**Task goal**
Write only the number of lines in the entries below that contain the word "mapping".

(Stored data)
_ _ _ _ _

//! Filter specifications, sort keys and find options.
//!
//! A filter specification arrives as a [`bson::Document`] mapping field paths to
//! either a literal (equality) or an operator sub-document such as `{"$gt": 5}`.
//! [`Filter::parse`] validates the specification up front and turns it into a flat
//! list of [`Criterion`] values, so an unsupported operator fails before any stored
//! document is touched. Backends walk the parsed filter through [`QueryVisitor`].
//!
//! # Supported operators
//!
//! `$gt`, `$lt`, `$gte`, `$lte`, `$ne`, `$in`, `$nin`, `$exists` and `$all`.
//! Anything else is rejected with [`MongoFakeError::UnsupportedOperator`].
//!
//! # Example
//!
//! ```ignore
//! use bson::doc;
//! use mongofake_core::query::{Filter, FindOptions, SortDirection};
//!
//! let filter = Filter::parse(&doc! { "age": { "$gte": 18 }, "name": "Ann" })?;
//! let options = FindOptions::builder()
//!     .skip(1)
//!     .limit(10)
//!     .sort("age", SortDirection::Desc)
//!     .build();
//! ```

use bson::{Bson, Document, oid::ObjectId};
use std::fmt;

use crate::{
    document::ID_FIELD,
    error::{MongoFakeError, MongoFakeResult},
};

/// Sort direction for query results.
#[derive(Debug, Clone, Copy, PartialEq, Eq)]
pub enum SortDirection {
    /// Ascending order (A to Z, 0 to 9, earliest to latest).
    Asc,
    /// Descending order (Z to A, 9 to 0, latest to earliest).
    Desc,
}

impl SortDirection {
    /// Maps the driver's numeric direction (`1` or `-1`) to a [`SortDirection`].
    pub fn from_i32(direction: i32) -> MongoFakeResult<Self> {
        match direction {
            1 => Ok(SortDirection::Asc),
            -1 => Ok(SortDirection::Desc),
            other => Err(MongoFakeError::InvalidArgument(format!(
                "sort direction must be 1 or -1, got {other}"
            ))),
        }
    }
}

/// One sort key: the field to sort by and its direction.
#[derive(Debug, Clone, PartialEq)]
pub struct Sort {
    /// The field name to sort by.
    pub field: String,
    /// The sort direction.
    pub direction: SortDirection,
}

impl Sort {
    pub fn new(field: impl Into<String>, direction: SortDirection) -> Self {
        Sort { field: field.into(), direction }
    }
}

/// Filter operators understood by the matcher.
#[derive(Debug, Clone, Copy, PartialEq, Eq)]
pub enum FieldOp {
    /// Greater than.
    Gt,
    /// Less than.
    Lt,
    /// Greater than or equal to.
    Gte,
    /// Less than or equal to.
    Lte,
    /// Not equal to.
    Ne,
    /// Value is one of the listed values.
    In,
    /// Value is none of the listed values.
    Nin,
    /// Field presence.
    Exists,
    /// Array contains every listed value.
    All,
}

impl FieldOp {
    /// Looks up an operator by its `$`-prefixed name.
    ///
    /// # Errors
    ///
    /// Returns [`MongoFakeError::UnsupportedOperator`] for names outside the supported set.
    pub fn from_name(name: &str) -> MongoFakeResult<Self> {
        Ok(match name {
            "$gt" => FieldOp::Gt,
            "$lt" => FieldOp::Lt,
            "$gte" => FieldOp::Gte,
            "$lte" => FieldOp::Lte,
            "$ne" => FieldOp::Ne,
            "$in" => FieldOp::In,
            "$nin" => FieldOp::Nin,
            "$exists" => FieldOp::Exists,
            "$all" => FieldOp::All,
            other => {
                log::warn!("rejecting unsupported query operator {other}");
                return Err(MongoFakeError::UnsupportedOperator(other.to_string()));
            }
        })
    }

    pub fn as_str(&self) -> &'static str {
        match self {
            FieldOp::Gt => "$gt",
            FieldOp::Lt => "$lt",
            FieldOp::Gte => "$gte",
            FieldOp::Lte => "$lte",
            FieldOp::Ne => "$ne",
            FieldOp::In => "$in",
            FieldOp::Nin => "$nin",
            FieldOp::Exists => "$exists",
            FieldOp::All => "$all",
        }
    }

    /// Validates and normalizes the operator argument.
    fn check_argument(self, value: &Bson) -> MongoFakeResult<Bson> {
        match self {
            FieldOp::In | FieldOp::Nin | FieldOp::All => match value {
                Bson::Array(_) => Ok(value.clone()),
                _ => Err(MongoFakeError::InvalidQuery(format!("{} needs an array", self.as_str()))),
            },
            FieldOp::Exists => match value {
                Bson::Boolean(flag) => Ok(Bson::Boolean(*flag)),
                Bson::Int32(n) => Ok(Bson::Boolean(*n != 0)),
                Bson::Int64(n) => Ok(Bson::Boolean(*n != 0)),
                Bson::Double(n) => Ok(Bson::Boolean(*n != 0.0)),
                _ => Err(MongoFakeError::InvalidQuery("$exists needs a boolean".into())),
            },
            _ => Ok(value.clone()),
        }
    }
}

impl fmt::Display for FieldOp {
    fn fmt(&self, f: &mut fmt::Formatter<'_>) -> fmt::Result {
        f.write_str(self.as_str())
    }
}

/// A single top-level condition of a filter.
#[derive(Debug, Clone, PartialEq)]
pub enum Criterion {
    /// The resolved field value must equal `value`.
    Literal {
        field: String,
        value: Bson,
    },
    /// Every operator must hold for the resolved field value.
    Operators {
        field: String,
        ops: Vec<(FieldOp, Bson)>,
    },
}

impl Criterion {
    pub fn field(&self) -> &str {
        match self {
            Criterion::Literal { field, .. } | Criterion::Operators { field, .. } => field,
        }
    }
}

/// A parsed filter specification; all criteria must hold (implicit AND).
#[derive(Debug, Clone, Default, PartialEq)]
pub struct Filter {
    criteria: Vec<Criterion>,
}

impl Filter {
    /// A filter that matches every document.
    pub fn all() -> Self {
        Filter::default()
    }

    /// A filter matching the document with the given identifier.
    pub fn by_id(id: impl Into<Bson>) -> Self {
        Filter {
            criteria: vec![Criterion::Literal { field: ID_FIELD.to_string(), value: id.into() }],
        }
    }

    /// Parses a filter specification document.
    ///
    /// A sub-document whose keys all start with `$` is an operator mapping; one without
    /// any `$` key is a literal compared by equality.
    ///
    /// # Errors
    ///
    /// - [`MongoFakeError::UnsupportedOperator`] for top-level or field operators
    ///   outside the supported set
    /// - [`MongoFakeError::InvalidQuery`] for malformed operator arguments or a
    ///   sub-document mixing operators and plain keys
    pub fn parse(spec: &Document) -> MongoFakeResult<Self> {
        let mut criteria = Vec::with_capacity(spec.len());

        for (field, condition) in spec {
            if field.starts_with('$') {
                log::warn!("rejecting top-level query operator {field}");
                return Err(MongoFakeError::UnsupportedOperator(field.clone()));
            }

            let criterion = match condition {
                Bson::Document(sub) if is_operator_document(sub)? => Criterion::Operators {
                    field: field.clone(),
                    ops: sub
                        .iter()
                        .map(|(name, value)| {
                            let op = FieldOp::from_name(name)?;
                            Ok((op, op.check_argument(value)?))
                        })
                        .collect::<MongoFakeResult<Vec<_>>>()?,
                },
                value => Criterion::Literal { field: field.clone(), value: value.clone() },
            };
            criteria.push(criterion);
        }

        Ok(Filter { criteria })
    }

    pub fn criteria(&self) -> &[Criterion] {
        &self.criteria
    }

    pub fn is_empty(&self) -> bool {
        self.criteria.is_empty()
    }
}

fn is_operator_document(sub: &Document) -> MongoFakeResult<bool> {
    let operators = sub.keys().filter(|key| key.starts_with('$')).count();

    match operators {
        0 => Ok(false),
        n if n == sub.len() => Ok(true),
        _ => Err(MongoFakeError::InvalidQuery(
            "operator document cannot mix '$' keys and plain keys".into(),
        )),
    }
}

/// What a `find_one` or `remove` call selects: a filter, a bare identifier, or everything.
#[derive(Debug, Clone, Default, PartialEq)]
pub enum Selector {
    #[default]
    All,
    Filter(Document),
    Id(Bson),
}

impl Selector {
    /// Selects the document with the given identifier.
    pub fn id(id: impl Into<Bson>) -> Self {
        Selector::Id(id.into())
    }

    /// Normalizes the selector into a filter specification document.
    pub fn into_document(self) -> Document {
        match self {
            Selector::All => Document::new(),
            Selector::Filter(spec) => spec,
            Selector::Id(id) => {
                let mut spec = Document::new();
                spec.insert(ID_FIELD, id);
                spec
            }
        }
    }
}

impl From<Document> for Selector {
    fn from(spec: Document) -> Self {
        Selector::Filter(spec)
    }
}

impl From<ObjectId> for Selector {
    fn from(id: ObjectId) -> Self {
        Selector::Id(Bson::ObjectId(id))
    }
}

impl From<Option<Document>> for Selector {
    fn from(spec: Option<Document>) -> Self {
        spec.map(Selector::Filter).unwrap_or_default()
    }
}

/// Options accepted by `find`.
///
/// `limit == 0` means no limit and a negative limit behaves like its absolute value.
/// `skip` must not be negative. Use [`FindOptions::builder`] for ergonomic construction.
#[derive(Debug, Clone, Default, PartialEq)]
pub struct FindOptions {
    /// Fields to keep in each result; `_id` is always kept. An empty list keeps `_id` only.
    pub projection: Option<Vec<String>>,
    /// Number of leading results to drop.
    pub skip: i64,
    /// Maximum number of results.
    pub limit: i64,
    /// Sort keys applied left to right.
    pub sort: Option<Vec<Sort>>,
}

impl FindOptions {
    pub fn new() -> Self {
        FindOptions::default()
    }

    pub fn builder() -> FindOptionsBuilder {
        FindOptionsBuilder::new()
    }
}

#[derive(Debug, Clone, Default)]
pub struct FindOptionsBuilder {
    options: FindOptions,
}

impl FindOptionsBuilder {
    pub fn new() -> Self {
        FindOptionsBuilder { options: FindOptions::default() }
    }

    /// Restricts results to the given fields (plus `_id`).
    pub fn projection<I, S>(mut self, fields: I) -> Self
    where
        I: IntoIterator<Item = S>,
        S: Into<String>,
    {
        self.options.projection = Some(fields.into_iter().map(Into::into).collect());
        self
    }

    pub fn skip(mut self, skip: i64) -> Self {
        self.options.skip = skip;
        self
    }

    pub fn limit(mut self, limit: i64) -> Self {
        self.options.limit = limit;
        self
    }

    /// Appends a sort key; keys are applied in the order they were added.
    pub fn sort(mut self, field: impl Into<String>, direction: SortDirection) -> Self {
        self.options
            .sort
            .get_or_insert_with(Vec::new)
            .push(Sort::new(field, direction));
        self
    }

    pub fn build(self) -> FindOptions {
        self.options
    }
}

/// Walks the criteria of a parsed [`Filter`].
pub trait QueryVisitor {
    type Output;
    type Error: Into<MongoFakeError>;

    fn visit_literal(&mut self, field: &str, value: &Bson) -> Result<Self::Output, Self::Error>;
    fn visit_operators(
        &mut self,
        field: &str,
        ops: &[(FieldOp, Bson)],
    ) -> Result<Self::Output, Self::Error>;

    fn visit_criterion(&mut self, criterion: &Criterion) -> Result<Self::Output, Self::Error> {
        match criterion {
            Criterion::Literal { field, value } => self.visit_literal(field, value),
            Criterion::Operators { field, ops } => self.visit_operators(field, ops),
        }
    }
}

_ _ _ _ _

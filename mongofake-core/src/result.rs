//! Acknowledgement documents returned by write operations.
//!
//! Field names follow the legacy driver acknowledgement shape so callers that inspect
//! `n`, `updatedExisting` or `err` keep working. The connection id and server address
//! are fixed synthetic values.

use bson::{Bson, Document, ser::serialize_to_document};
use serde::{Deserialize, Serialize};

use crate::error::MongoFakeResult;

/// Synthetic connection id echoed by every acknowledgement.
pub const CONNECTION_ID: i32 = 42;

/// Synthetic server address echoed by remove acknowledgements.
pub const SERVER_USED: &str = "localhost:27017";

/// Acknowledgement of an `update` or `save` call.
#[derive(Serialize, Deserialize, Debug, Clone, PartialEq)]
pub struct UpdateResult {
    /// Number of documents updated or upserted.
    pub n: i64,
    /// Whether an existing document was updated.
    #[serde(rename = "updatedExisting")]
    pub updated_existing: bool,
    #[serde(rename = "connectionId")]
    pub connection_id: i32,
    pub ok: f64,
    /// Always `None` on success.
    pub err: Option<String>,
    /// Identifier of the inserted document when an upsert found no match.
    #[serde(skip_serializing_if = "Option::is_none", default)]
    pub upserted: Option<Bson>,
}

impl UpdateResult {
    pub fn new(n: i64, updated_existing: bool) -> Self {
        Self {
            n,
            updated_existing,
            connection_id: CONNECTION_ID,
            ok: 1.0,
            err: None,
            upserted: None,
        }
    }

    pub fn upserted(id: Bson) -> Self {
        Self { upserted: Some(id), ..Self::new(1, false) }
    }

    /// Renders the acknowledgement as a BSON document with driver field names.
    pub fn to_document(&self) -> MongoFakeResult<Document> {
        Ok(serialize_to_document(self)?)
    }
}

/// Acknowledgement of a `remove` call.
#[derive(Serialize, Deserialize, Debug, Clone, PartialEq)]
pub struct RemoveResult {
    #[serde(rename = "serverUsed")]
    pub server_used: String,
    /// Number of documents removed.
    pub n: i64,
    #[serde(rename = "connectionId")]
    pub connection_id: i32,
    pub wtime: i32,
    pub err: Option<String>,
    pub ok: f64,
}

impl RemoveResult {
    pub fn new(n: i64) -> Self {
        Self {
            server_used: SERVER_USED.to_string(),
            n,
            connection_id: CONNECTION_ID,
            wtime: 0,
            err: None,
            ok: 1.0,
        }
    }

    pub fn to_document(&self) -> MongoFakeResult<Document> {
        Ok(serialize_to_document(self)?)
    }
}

_ _ _ _ _

**Answer to this exercise**
2